As a child, Jarvis was trained in classical music under Evelyn Hood in San Marino, California, and won both the Southern California Bach Festival and first place in the California Music Teachers Composition Contest. He first began his professional musical career at the age of 14 when he was signed as a staff songwriter for Edwin H. Morris Music. By age 17, he was a staff piano player for Motown Records. He also toured with such 1960s bands as the Grass Roots and Hermans Hermits before landing the job of pianist in Rod Stewart's band in 1974. During this period he played on records by artists such as Ringo Starr, Harry Nilsson, Delbert McClinton, Air Supply, John Cougar Mellencamp, Leo Sayer, Art Garfunkel, Stephen Bishop and many more.

==Studio work, composing and recording artist (1982–present)==

Jarvis relocated from Los Angeles to Nashville in 1982 and continued with his studio career culminating in several nominations for both CMA and ACM musician of the year. The list of artists Jarvis has recorded with includes Garth Brooks, Tammy Wynette, Shania Twain, Dusty Springfield, Bob Seger, Hank Williams Jr, George Strait, Reba McEntire, Jimmy Buffett, Lionel Richie, Steve Earle, Mary Chapin Carpenter, and more. He also played piano on the Elvis Presley Christmas Duets Album and performed with James Taylor for his Small World Tour. In 2011 Jarvis performed at the White House with James Taylor for the PBS special "In Performance at the White House". Jarvis has also performed on TV with Ray Charles and Sting.

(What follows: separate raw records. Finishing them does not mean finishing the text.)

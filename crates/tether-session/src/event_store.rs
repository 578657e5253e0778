use std::fs::{File, OpenOptions};
use std::io::{BufRead, BufReader, Write};
use std::path::{Path, PathBuf};

use parking_lot::Mutex;
use tracing::{debug, warn};

use tether_core::{Bookmark, Event, Result, TetherError};
use tether_wal::WalOptions;

use crate::channel::Channel;
use crate::wal::ChannelWal;

/// Forces the JSONL event store instead of the WAL-backed one.
pub const LEGACY_ENV: &str = "EVENT_STORE_LEGACY";

/// Crash-safe event persistence. WAL-backed by default; falls back to a
/// plain JSONL file when `EVENT_STORE_LEGACY` is set or the WAL cannot be
/// opened. The JSONL path is unbounded by design.
pub struct FileEventStore {
    inner: Mutex<StoreInner>,
}

enum StoreInner {
    Wal {
        wal: ChannelWal,
        last_bookmark: Option<Bookmark>,
        closed: bool,
    },
    Legacy {
        path: PathBuf,
        file: Option<File>,
    },
}

impl FileEventStore {
    pub fn open(path: impl AsRef<Path>) -> Result<Self> {
        let path = path.as_ref().to_path_buf();
        if path.as_os_str().is_empty() {
            return Err(TetherError::InvalidRequest(
                "event store path is empty".into(),
            ));
        }
        if legacy_mode_enabled() {
            debug!(path = %path.display(), "legacy jsonl event store forced by env");
            return Ok(Self {
                inner: Mutex::new(open_legacy(&path)?),
            });
        }

        let wal_dir = PathBuf::from(format!("{}.wal", path.display()));
        let wal = match ChannelWal::open(&wal_dir, WalOptions::default()) {
            Ok(wal) => wal,
            Err(e) => {
                warn!(error = %e, "event wal unavailable, falling back to jsonl");
                return Ok(Self {
                    inner: Mutex::new(open_legacy(&path)?),
                });
            }
        };

        let mut store = StoreInner::Wal {
            wal,
            last_bookmark: None,
            closed: false,
        };
        bootstrap_legacy(&mut store, &path)?;
        if let StoreInner::Wal {
            wal, last_bookmark, ..
        } = &mut store
        {
            *last_bookmark = max_bookmark(&wal_events(wal)?);
        }
        Ok(Self {
            inner: Mutex::new(store),
        })
    }

    /// Append an event; it must carry a bookmark.
    pub fn append(&self, event: &Event) -> Result<()> {
        let bookmark = event
            .bookmark
            .clone()
            .ok_or_else(|| TetherError::InvalidRequest("event bookmark missing".into()))?;
        let mut inner = self.inner.lock();
        match &mut *inner {
            StoreInner::Wal {
                wal,
                last_bookmark,
                closed,
            } => {
                if *closed {
                    return Err(TetherError::SessionClosed);
                }
                let ch = channel_for_type(&event.event_type);
                let payload = serde_json::to_vec(event)?;
                wal.append(ch, &event.event_type, &payload)?;
                wal.sync(ch)?;
                if last_bookmark
                    .as_ref()
                    .map(|b| bookmark.seq >= b.seq)
                    .unwrap_or(true)
                {
                    *last_bookmark = Some(bookmark);
                }
                Ok(())
            }
            StoreInner::Legacy { file, .. } => {
                let file = file.as_mut().ok_or(TetherError::SessionClosed)?;
                let mut line = serde_json::to_vec(event)?;
                line.push(b'\n');
                file.write_all(&line)?;
                file.sync_data()?;
                Ok(())
            }
        }
    }

    /// Events strictly after `bookmark` (all events when `None`).
    pub fn read_since(&self, bookmark: Option<&Bookmark>) -> Result<Vec<Event>> {
        let events = self.all_events()?;
        Ok(events
            .into_iter()
            .filter(|e| match (bookmark, &e.bookmark) {
                (None, _) => true,
                (_, None) => false,
                (Some(start), Some(b)) => b.seq > start.seq,
            })
            .collect())
    }

    /// Events in the `(start, end]` bookmark range.
    pub fn read_range(
        &self,
        start: Option<&Bookmark>,
        end: Option<&Bookmark>,
    ) -> Result<Vec<Event>> {
        let events = self.all_events()?;
        Ok(events
            .into_iter()
            .filter(|e| {
                let Some(b) = &e.bookmark else { return false };
                if let Some(start) = start {
                    if b.seq <= start.seq {
                        return false;
                    }
                }
                if let Some(end) = end {
                    if b.seq > end.seq {
                        return false;
                    }
                }
                true
            })
            .collect())
    }

    /// Most recent bookmark, if any event was stored.
    pub fn last_bookmark(&self) -> Result<Option<Bookmark>> {
        let inner = self.inner.lock();
        match &*inner {
            StoreInner::Wal { last_bookmark, .. } => Ok(last_bookmark.clone()),
            StoreInner::Legacy { path, .. } => {
                let events = read_legacy_file(path)?;
                Ok(max_bookmark(&events))
            }
        }
    }

    pub fn close(&self) -> Result<()> {
        let mut inner = self.inner.lock();
        match &mut *inner {
            StoreInner::Wal { wal, closed, .. } => {
                if !*closed {
                    *closed = true;
                    wal.close()?;
                }
                Ok(())
            }
            StoreInner::Legacy { file, .. } => {
                file.take();
                Ok(())
            }
        }
    }

    fn all_events(&self) -> Result<Vec<Event>> {
        let mut inner = self.inner.lock();
        match &mut *inner {
            StoreInner::Wal { wal, closed, .. } => {
                if *closed {
                    return Err(TetherError::SessionClosed);
                }
                wal_events(wal)
            }
            StoreInner::Legacy { path, .. } => read_legacy_file(path),
        }
    }
}

fn open_legacy(path: &Path) -> Result<StoreInner> {
    if let Some(dir) = path.parent() {
        if !dir.as_os_str().is_empty() {
            std::fs::create_dir_all(dir)?;
        }
    }
    let file = OpenOptions::new()
        .create(true)
        .read(true)
        .append(true)
        .open(path)?;
    Ok(StoreInner::Legacy {
        path: path.to_path_buf(),
        file: Some(file),
    })
}

// One-shot migration: seed a brand-new WAL from an existing JSONL file.
fn bootstrap_legacy(store: &mut StoreInner, path: &Path) -> Result<()> {
    let StoreInner::Wal { wal, .. } = store else {
        return Ok(());
    };
    if !path.exists() || !wal.snapshot().is_empty() {
        return Ok(());
    }
    let events = read_legacy_file(path)?;
    for event in events {
        if event.bookmark.is_none() {
            continue;
        }
        let ch = channel_for_type(&event.event_type);
        let payload = serde_json::to_vec(&event)?;
        wal.append(ch, &event.event_type, &payload)?;
        wal.sync(ch)?;
    }
    Ok(())
}

fn wal_events(wal: &ChannelWal) -> Result<Vec<Event>> {
    let mut events = Vec::new();
    for ch in Channel::ALL {
        wal.replay(ch, |entry| {
            if let Ok(event) = serde_json::from_slice::<Event>(&entry.data) {
                events.push(event);
            }
            Ok(())
        })?;
    }
    events.sort_by(|a, b| {
        let sa = a.bookmark.as_ref().map(|b| b.seq).unwrap_or(0);
        let sb = b.bookmark.as_ref().map(|b| b.seq).unwrap_or(0);
        sa.cmp(&sb).then_with(|| a.timestamp.cmp(&b.timestamp))
    });
    Ok(events)
}

fn read_legacy_file(path: &Path) -> Result<Vec<Event>> {
    let file = match File::open(path) {
        Ok(f) => f,
        Err(e) if e.kind() == std::io::ErrorKind::NotFound => return Ok(Vec::new()),
        Err(e) => return Err(e.into()),
    };
    let mut events = Vec::new();
    for line in BufReader::new(file).lines() {
        let line = line?;
        let trimmed = line.trim();
        if trimmed.is_empty() {
            continue;
        }
        if let Ok(event) = serde_json::from_str::<Event>(trimmed) {
            events.push(event);
        }
    }
    Ok(events)
}

fn max_bookmark(events: &[Event]) -> Option<Bookmark> {
    events
        .iter()
        .filter_map(|e| e.bookmark.clone())
        .max_by_key(|b| b.seq)
}

fn channel_for_type(event_type: &str) -> Channel {
    if event_type.starts_with("approval") {
        Channel::Monitor
    } else if event_type.starts_with("session") {
        Channel::Control
    } else {
        Channel::Progress
    }
}

fn legacy_mode_enabled() -> bool {
    std::env::var(LEGACY_ENV)
        .map(|v| {
            let v = v.trim();
            v.eq_ignore_ascii_case("1") || v.eq_ignore_ascii_case("true")
        })
        .unwrap_or(false)
}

While continuing his career as a recording pianist Jarvis also composed numerous songs resulting in country hits for Conway Twitty, Waylon Jennings, Steve Wariner and Kenny Rogers and Dolly Parton, culminating in being awarded 2 Grammys for Song of the Year (1991-1992) for co-writing Vince Gill's biggest hit "I Still Believe In You" and The Judds' #1 hit "Love Can Build A Bridge". His songwriting success has continued beyond country music with songs recorded by Stevie Nicks, Taj Mahal, Bad Company, Cher, Westlife and many more. In 1996 his song "The Flame" was the closing song at the Atlanta Olympics. Jarvis was also nominated for an Emmy for his score in the TV show "Expedition Earth". In 2015 Jarvis wrote music for the best selling video game "Fallout 4". He has also contributed 26 tracks to Band-in-a-Box, the automatic accompaniment software program.

Beginning in 1984, Jarvis recorded four albums for MCA Records. In 1993, he recorded his fifth album ("Balancing Act") for Liberty Records, and, in 2003, recorded his sixth album ("View From a Southern Porch") for Barlotone Productions. Time Magazine named "Whatever Works" as one of the ten best pop records of 1988. and music from "So Far So Good" was picked as theme music for the 1988 Winter Olympics in Calgary.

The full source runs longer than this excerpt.